Second, is there thick black smoke rising from your bed? This is a strong indication of fire. However, if there are small civilizations living in your bed, they may use smoke signals to communicate. You should only take thick black smoke as definitive and make a check mark if your bed has substantial fiberoptic cable inlay. Otherwise, thick black smoke is only worth one half of a check mark!

Third, did your mattress come from LavaMart? History shows that many of LavaMart’s products catch on fire or otherwise produce conflagrations. The most famous of these incidents was the LavaMart Fire Station in Arkansas, originally intended to serve as the flagship and prototype for a series of LavaMart Fire Stations scattered throughout the United States. However, LavaMart prophylactics, mattresses, and bookshelves also carry the federally-mandated LavaMart “do not use in homes or businesses” label. If your mattress is made by LavaMart that is worth half a check mark towards a fiery bed.

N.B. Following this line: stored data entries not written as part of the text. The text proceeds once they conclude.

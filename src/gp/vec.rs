//! 3D vector.
//!
//! Plain value type for points and free vectors alike. The arithmetic
//! lives in [`crate::algebra`]; the methods and operators here delegate
//! to it.

use approx::{AbsDiffEq, RelativeEq};
use serde::{Deserialize, Serialize};
use std::ops::{Add, AddAssign, Index, Mul, Neg, Sub, SubAssign};

use crate::algebra;
use crate::precision::{self, Tolerance};

/// A vector (or point) in 3D cartesian space.
///
/// `==` is approximate: components are compared within
/// [`precision::EPSILON`].
#[derive(Clone, Copy, Debug, Default, Serialize, Deserialize)]
pub struct Vec3 {
    x: f64,
    y: f64,
    z: f64,
}

impl Vec3 {
    /// The zero vector (0, 0, 0).
    pub const ZERO: Vec3 = Vec3::new(0.0, 0.0, 0.0);
    /// The all-ones vector (1, 1, 1).
    pub const UNIT: Vec3 = Vec3::new(1.0, 1.0, 1.0);
    pub const X_UNIT: Vec3 = Vec3::new(1.0, 0.0, 0.0);
    pub const Y_UNIT: Vec3 = Vec3::new(0.0, 1.0, 0.0);
    pub const Z_UNIT: Vec3 = Vec3::new(0.0, 0.0, 1.0);

    /// Creates a vector from coordinates.
    #[inline]
    pub const fn new(x: f64, y: f64, z: f64) -> Self {
        Self { x, y, z }
    }

    /// Returns the X coordinate.
    #[inline]
    pub const fn x(&self) -> f64 {
        self.x
    }

    /// Returns the Y coordinate.
    #[inline]
    pub const fn y(&self) -> f64 {
        self.y
    }

    /// Returns the Z coordinate.
    #[inline]
    pub const fn z(&self) -> f64 {
        self.z
    }

    /// Returns all three coordinates as a tuple.
    #[inline]
    pub const fn coords(&self) -> (f64, f64, f64) {
        (self.x, self.y, self.z)
    }

    /// Returns the magnitude (length).
    #[inline]
    pub fn magnitude(&self) -> f64 {
        algebra::len(*self)
    }

    #[inline]
    pub fn dot(&self, other: &Vec3) -> f64 {
        algebra::dot(*self, *other)
    }

    #[inline]
    pub fn cross(&self, other: &Vec3) -> Vec3 {
        algebra::cross(*self, *other)
    }

    /// Returns the unit vector, or [`Vec3::ZERO`] for a zero-length vector.
    #[inline]
    pub fn normalized(&self) -> Vec3 {
        algebra::norm(*self)
    }

    /// Returns angle to other vector (radians, 0 to PI).
    #[inline]
    pub fn angle(&self, other: &Vec3) -> f64 {
        algebra::angle(*self, *other)
    }

    /// Returns this vector rotated about `axis` by `angle` radians.
    #[inline]
    pub fn rotated(&self, axis: &Vec3, angle: f64) -> Vec3 {
        algebra::rotate(*self, *axis, angle)
    }

    /// Returns the component of this vector along `axis`.
    #[inline]
    pub fn projected(&self, axis: &Vec3) -> Vec3 {
        algebra::project(*self, *axis)
    }

    #[inline]
    pub fn is_zero(&self) -> bool {
        algebra::is_zero(*self)
    }

    #[inline]
    pub fn is_unit(&self) -> bool {
        algebra::is_unit(*self)
    }

    #[inline]
    pub fn is_orthogonal(&self, other: &Vec3) -> bool {
        algebra::orthogonal(*self, *other)
    }

    #[inline]
    pub fn is_collinear(&self, other: &Vec3) -> bool {
        algebra::collinear(*self, *other)
    }

    /// Component-wise equality within a caller-supplied tolerance.
    pub fn is_equal(&self, other: &Vec3, tolerance: &Tolerance) -> bool {
        tolerance.is_close(self.x, other.x)
            && tolerance.is_close(self.y, other.y)
            && tolerance.is_close(self.z, other.z)
    }
}

impl PartialEq for Vec3 {
    #[inline]
    fn eq(&self, other: &Vec3) -> bool {
        algebra::eq(*self, *other)
    }
}

impl Add for Vec3 {
    type Output = Vec3;
    #[inline]
    fn add(self, other: Vec3) -> Vec3 {
        algebra::add(self, other)
    }
}

impl AddAssign for Vec3 {
    #[inline]
    fn add_assign(&mut self, other: Vec3) {
        *self = algebra::add(*self, other);
    }
}

impl Sub for Vec3 {
    type Output = Vec3;
    #[inline]
    fn sub(self, other: Vec3) -> Vec3 {
        algebra::sub(self, other)
    }
}

impl SubAssign for Vec3 {
    #[inline]
    fn sub_assign(&mut self, other: Vec3) {
        *self = algebra::sub(*self, other);
    }
}

impl Mul<f64> for Vec3 {
    type Output = Vec3;
    #[inline]
    fn mul(self, scalar: f64) -> Vec3 {
        algebra::mul(self, scalar)
    }
}

impl Mul<Vec3> for f64 {
    type Output = Vec3;
    #[inline]
    fn mul(self, v: Vec3) -> Vec3 {
        algebra::mul(v, self)
    }
}

impl Neg for Vec3 {
    type Output = Vec3;
    #[inline]
    fn neg(self) -> Vec3 {
        algebra::neg(self)
    }
}

impl Index<usize> for Vec3 {
    type Output = f64;
    #[inline]
    fn index(&self, index: usize) -> &f64 {
        match index {
            0 => &self.x,
            1 => &self.y,
            2 => &self.z,
            _ => panic!("Vec3 index out of bounds: {}", index),
        }
    }
}

impl AbsDiffEq for Vec3 {
    type Epsilon = f64;

    fn default_epsilon() -> f64 {
        precision::EPSILON
    }

    fn abs_diff_eq(&self, other: &Vec3, epsilon: f64) -> bool {
        self.x.abs_diff_eq(&other.x, epsilon)
            && self.y.abs_diff_eq(&other.y, epsilon)
            && self.z.abs_diff_eq(&other.z, epsilon)
    }
}

impl RelativeEq for Vec3 {
    fn default_max_relative() -> f64 {
        f64::default_max_relative()
    }

    fn relative_eq(&self, other: &Vec3, epsilon: f64, max_relative: f64) -> bool {
        self.x.relative_eq(&other.x, epsilon, max_relative)
            && self.y.relative_eq(&other.y, epsilon, max_relative)
            && self.z.relative_eq(&other.z, epsilon, max_relative)
    }
}

impl From<[f64; 3]> for Vec3 {
    #[inline]
    fn from(arr: [f64; 3]) -> Self {
        Vec3::new(arr[0], arr[1], arr[2])
    }
}

impl From<(f64, f64, f64)> for Vec3 {
    #[inline]
    fn from(tuple: (f64, f64, f64)) -> Self {
        Vec3::new(tuple.0, tuple.1, tuple.2)
    }
}

impl From<Vec3> for [f64; 3] {
    #[inline]
    fn from(v: Vec3) -> Self {
        [v.x, v.y, v.z]
    }
}

// nalgebra interop

impl From<nalgebra::Vector3<f64>> for Vec3 {
    #[inline]
    fn from(v: nalgebra::Vector3<f64>) -> Self {
        Vec3::new(v.x, v.y, v.z)
    }
}

impl From<Vec3> for nalgebra::Vector3<f64> {
    #[inline]
    fn from(v: Vec3) -> Self {
        nalgebra::Vector3::new(v.x, v.y, v.z)
    }
}

impl From<nalgebra::Point3<f64>> for Vec3 {
    #[inline]
    fn from(p: nalgebra::Point3<f64>) -> Self {
        Vec3::new(p.x, p.y, p.z)
    }
}

impl From<Vec3> for nalgebra::Point3<f64> {
    #[inline]
    fn from(v: Vec3) -> Self {
        nalgebra::Point3::new(v.x, v.y, v.z)
    }
}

Fourth, did you accidentally leave your domestic flamethrower under the bed? Many people like to keep a flamethrower in their home for self-defense. (This is particularly common in states with strong gun control and weak flamethrower control laws.) However, statistics show that domestic flamethrowers ignite more beds than they ignite intruders and family members combined. This is because flamethrowers hate dust bunnies. They hate them more than anything else in the whole world. They hate them so much that sometimes they will accidentally trigger just to scorch dust bunnies. A flamethrower under the bed is also worth half a check mark.

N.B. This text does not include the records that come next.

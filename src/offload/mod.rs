//! Three-tier (device / fog / cloud) offloading.
//!
//! [`OffloadEngine::decide`] places a single task; [`OffloadEngine::plan`]
//! places a whole workload and aggregates an [`OffloadReport`].
//!
//! # Decision rules (first match wins)
//!
//! | # | Condition | Placement |
//! |---|-----------|-----------|
//! | 0 | `data_size <= local_data_threshold` and the device has a CPU | local |
//! | 1 | no usable fog node meets the deadline, cloud available, upload affordable | cloud |
//! | 2 | no usable fog node, cloud available | cloud |
//! | 3 | usable fog exists | fog node with the least total delay |
//! | 4 | fog nodes exist | least-loaded fog node (logged as a fallback) |
//!
//! A fog node is usable while `current_load < fog_load_threshold`.
//!
//! # Fog pass
//! When [`OffloadConfig::fog_algorithm`] is set, the fog-bound tasks are
//! rescheduled by that strategy over the usable fog nodes, replacing the
//! per-task greedy choice.

mod decision;

pub use decision::{OffloadDecision, OffloadReason, Placement};

use std::collections::HashMap;

use serde::{Deserialize, Serialize};
use tracing::{debug, info, warn};

use crate::config::EngineConfig;
use crate::cost;
use crate::error::{Result, ScheduleError};
use crate::models::{Allocation, CloudNode, FogNode, Task, TerminalDevice, Workload};
use crate::problem::Problem;
use crate::scheduler::{self, Algorithm};
use crate::validation::validate_workload;

/// Offloading parameters.
#[derive(Debug, Clone, PartialEq)]
pub struct OffloadConfig {
    /// Fog nodes at or above this load are unusable (default: 0.9).
    pub fog_load_threshold: f64,
    /// Tasks up to this size (Mb) stay on devices that can compute.
    pub local_data_threshold: Option<f64>,
    /// Strategy for the fog pass.
    pub fog_algorithm: Option<Algorithm>,
}

impl Default for OffloadConfig {
    fn default() -> Self {
        Self {
            fog_load_threshold: 0.9,
            local_data_threshold: None,
            fog_algorithm: None,
        }
    }
}

/// Aggregate result of an offloading pass.
#[derive(Debug, Clone, Default, PartialEq, Serialize, Deserialize)]
pub struct OffloadReport {
    /// Fog-tier placements.
    pub fog_allocations: Vec<Allocation>,
    /// Ids of tasks sent to the cloud.
    pub cloud_offloaded: Vec<String>,
    /// Ids of tasks kept on their device.
    pub local_processed: Vec<String>,
    /// Sum of estimated delays of fog placements (s).
    pub total_fog_delay: f64,
    /// Sum of estimated delays of cloud placements (s).
    pub total_cloud_delay: f64,
    /// Sum of estimated delays of local placements (s).
    pub total_local_delay: f64,
    /// Sum of cloud bills.
    pub total_cost: f64,
    /// One decision per input task, in input order.
    pub decisions: Vec<OffloadDecision>,
}

impl OffloadReport {
    /// Number of placed tasks across all tiers.
    pub fn task_count(&self) -> usize {
        self.fog_allocations.len() + self.cloud_offloaded.len() + self.local_processed.len()
    }

    /// Decision for a task.
    pub fn decision(&self, task_id: &str) -> Option<&OffloadDecision> {
        self.decisions.iter().find(|d| d.task_id == task_id)
    }

    fn from_decisions(decisions: Vec<OffloadDecision>) -> Self {
        let mut report = Self::default();
        for d in &decisions {
            match &d.placement {
                Placement::Local => {
                    report.local_processed.push(d.task_id.clone());
                    report.total_local_delay += d.estimated_delay;
                }
                Placement::Fog {
                    node_id,
                    node_index,
                } => {
                    report
                        .fog_allocations
                        .push(Allocation::new(&d.task_id, node_id, *node_index));
                    report.total_fog_delay += d.estimated_delay;
                }
                Placement::Cloud { .. } => {
                    report.cloud_offloaded.push(d.task_id.clone());
                    report.total_cloud_delay += d.estimated_delay;
                }
            }
            report.total_cost += d.estimated_cost.unwrap_or(0.0);
        }
        report.decisions = decisions;
        report
    }
}

/// Places tasks across device, fog and cloud tiers.
///
/// # Example
/// ```
/// use fog_schedule::config::EngineConfig;
/// use fog_schedule::models::{CloudNode, FogNode, Task, TerminalDevice, Workload};
/// use fog_schedule::offload::OffloadEngine;
///
/// let workload = Workload::new(
///     vec![
///         Task::new("quick", 1.0, 100.0, 5.0).with_device("D"),
///         Task::new("heavy", 10.0, 500.0, 5.0).with_device("D"),
///     ],
///     vec![FogNode::new("F1", 2.0e9, 50.0)],
///     vec![TerminalDevice::fixed("D", 1.0, 0.1)],
/// )
/// .with_cloud(CloudNode::new("cloud", 5.0e10, 100.0, 0.2, 0.001));
///
/// let report = OffloadEngine::new(EngineConfig::default()).plan(&workload).unwrap();
/// assert_eq!(report.fog_allocations.len(), 1);
/// assert_eq!(report.cloud_offloaded, vec!["heavy".to_string()]);
/// assert!(report.total_cost > 0.0);
/// ```
#[derive(Debug, Clone, Default)]
pub struct OffloadEngine {
    engine: EngineConfig,
    config: OffloadConfig,
}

Fifth, is your bed unhappy with your current sleep schedule? Many beds will act out when under stress or when desperate to attract your attention. If you have not slept a minimum of five hours a night for the past week, and an average of six and a half, your bed may feel underused and lash out by catching spontaneously on fire. Many beds are flame-retardant and will resist catching on fire for months or even years of neglect but because a positive statistical correlation exists, you may mark down one quarter of a check mark if you have in fact neglected your bed. Congratulations! You’re well on your way to a bedroom conflagration.

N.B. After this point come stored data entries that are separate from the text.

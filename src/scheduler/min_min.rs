//! Min-Min scheduler.
//!
//! # Algorithm
//!
//! 1. For every unassigned task and every node, compute the completion time:
//!    the node's ready time plus the task's total delay on it.
//! 2. Pick the globally smallest (task, node) pair. Ties go to the higher
//!    priority task, then to the lower task index and node index.
//! 3. Assign it, advance the node's ready time, and repeat.
//!
//! # Complexity
//! O(T² · N). Fine for the few hundred tasks a scheduling round carries.
//!
//! # Reference
//! Braun et al. (2001), "A Comparison of Eleven Static Heuristics for Mapping
//! a Class of Independent Tasks onto Heterogeneous Distributed Computing Systems"

use rand::Rng;

use super::{Algorithm, Assignment, Scheduler};
use crate::problem::Problem;

/// Min-Min baseline.
#[derive(Debug, Clone, Copy, Default)]
pub struct MinMinScheduler;

impl MinMinScheduler {
    /// Creates a Min-Min scheduler.
    pub fn new() -> Self {
        Self
    }
}

impl Scheduler for MinMinScheduler {
    fn algorithm(&self) -> Algorithm {
        Algorithm::MinMin
    }

    fn assign<R: Rng>(&self, problem: &Problem<'_>, _rng: &mut R) -> Assignment {
        let tasks = problem.tasks();
        let mut ready = vec![0.0_f64; problem.node_count()];
        let mut nodes = vec![0usize; problem.task_count()];
        let mut unassigned: Vec<usize> = (0..problem.task_count()).collect();

        while !unassigned.is_empty() {
            // (position in `unassigned`, task, node, completion)
            let mut best: Option<(usize, usize, usize, f64)> = None;
            for (pos, &t) in unassigned.iter().enumerate() {
                for (n, &node_ready) in ready.iter().enumerate() {
                    let completion = node_ready + problem.delay(t, n);
                    let better = match best {
                        None => true,
                        Some((_, bt, _, bc)) => {
                            completion < bc
                                || (completion == bc && tasks[t].priority > tasks[bt].priority)
                        }
                    };
                    if better {
                        best = Some((pos, t, n, completion));
                    }
                }
            }

            let Some((pos, t, n, completion)) = best else {
                break;
            };
            nodes[t] = n;
            ready[n] = completion;
            unassigned.remove(pos);
        }

        Assignment::new(nodes)
    }
}

#[cfg(test)]
mod tests {
    use super::*;
    use crate::models::{FogNode, Task, TerminalDevice};
    use rand::rngs::SmallRng;
    use rand::SeedableRng;

    fn devices() -> Vec<TerminalDevice> {
        vec![TerminalDevice::fixed("D", 1.0, 0.1)]
    }

    #[test]
    fn test_smallest_task_goes_first_to_fastest_node() {
        let tasks = vec![
            Task::new("big", 50.0, 100.0, 100.0).with_device("D"),
            Task::new("small", 5.0, 100.0, 100.0).with_device("D"),
        ];
        let nodes = vec![FogNode::new("slow", 1.0e9, 100.0), FogNode::new("fast", 4.0e9, 100.0)];
        let devices = devices();
        let p = Problem::new(&tasks, &nodes, &devices).unwrap();
        let a = MinMinScheduler::new().assign(&p, &mut SmallRng::seed_from_u64(42));

        // small → fast (1.05 s); then big: fast ready at 1.05 + 10.5 = 11.55 < slow 40.5
        assert_eq!(a.nodes, vec![1, 1]);
    }

    #[test]
    fn test_ready_time_spreads_load() {
        let tasks: Vec<Task> = (0..4)
            .map(|i| Task::new(format!("T{i}"), 10.0, 100.0, 100.0).with_device("D"))
            .collect();
        let nodes = vec![FogNode::new("A", 1.0e9, 100.0), FogNode::new("B", 1.0e9, 100.0)];
        let devices = devices();
        let p = Problem::new(&tasks, &nodes, &devices).unwrap();
        let a = MinMinScheduler::new().assign(&p, &mut SmallRng::seed_from_u64(42));

        let on_a = a.nodes.iter().filter(|&&n| n == 0).count();
        assert_eq!(on_a, 2);
    }

    #[test]
    fn test_priority_breaks_ties() {
        let tasks = vec![
            Task::new("low", 10.0, 100.0, 100.0).with_device("D").with_priority(1),
            Task::new("high", 10.0, 100.0, 100.0).with_device("D").with_priority(5),
        ];
        let nodes = vec![FogNode::new("fast", 2.0e9, 100.0), FogNode::new("slow", 0.5e9, 100.0)];
        let devices = devices();
        let p = Problem::new(&tasks, &nodes, &devices).unwrap();
        let a = MinMinScheduler::new().assign(&p, &mut SmallRng::seed_from_u64(42));

        // equal completion times: the high-priority task claims the fast node first,
        // the other queues behind it (8.2 s) rather than run on the slow node (16.1 s)
        assert_eq!(a.nodes, vec![0, 0]);
    }

    #[test]
    fn test_many_tasks_few_nodes() {
        let tasks: Vec<Task> = (0..120)
            .map(|i| Task::new(format!("T{i}"), 1.0 + (i % 7) as f64, 150.0, 30.0).with_device("D"))
            .collect();
        let nodes = vec![
            FogNode::new("A", 1.0e9, 50.0),
            FogNode::new("B", 2.0e9, 80.0),
            FogNode::new("C", 3.0e9, 20.0),
        ];
        let devices = devices();
        let p = Problem::new(&tasks, &nodes, &devices).unwrap();
        let s = MinMinScheduler::new()
            .solve(&p, &mut SmallRng::seed_from_u64(42))
            .unwrap();
        assert_eq!(s.allocations.len(), 120);
        let mut ids: Vec<&str> = s.allocations.iter().map(|a| a.task_id.as_str()).collect();
        ids.sort_unstable();
        ids.dedup();
        assert_eq!(ids.len(), 120);
    }
}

Sixth, is it summer? Beds burn more often in the summer, because it is hot. This is also worth one quarter of a check mark.

If your bed is not on fire, then you can try stopping, dropping, and rolling. This behavior is positively correlated with fire and can earn you between one half and three quarters of a check mark depending on how long you continue it and how fervently you scream while doing so. (Be aware that if there are others in the room with you they may express curiosity regarding your behavior. It is both proper and mannerly to reply with, “Fire safety depends on you!”)

Some beds have remote controls that allow you to set them on fire. It’s just one click and fwoosh! If you have such a remote control (or a universal remote programmed for this capability) then you do not need to adhere strictly to the check list. Instead, when you determine that your bed should be on fire, simply verify that the remote control batteries still have charge and then press the button with your right index finger. Your problems are solved!

In the worst case, if your bed is not on fire, it is always possible to go back and change the answers you have given. Remember: nothing’s final until you submit your results to the Office of the Firefighter General or a local Fire Department. It is always possible to obtain a burning bed, because

Fire safety depends on YOU!

One thought on “Fire Safety Checklist

  1. I have a copy of an article taken from an edition of the Girl’s Own Paper from the 1890s titled, in all seriousness, “What to do if you are on fire”. It starts from the assumption that you already know you are on fire (and also that you are female, and probably dressed in several layers of clothing that impede your movement) but really, I think you’ll agree, two articles in 105 years is not enough to make sure that this serious topic is being taken seriously.

    There is no author byline on the Girl’s Own Paper piece. It wasn’t you, was it?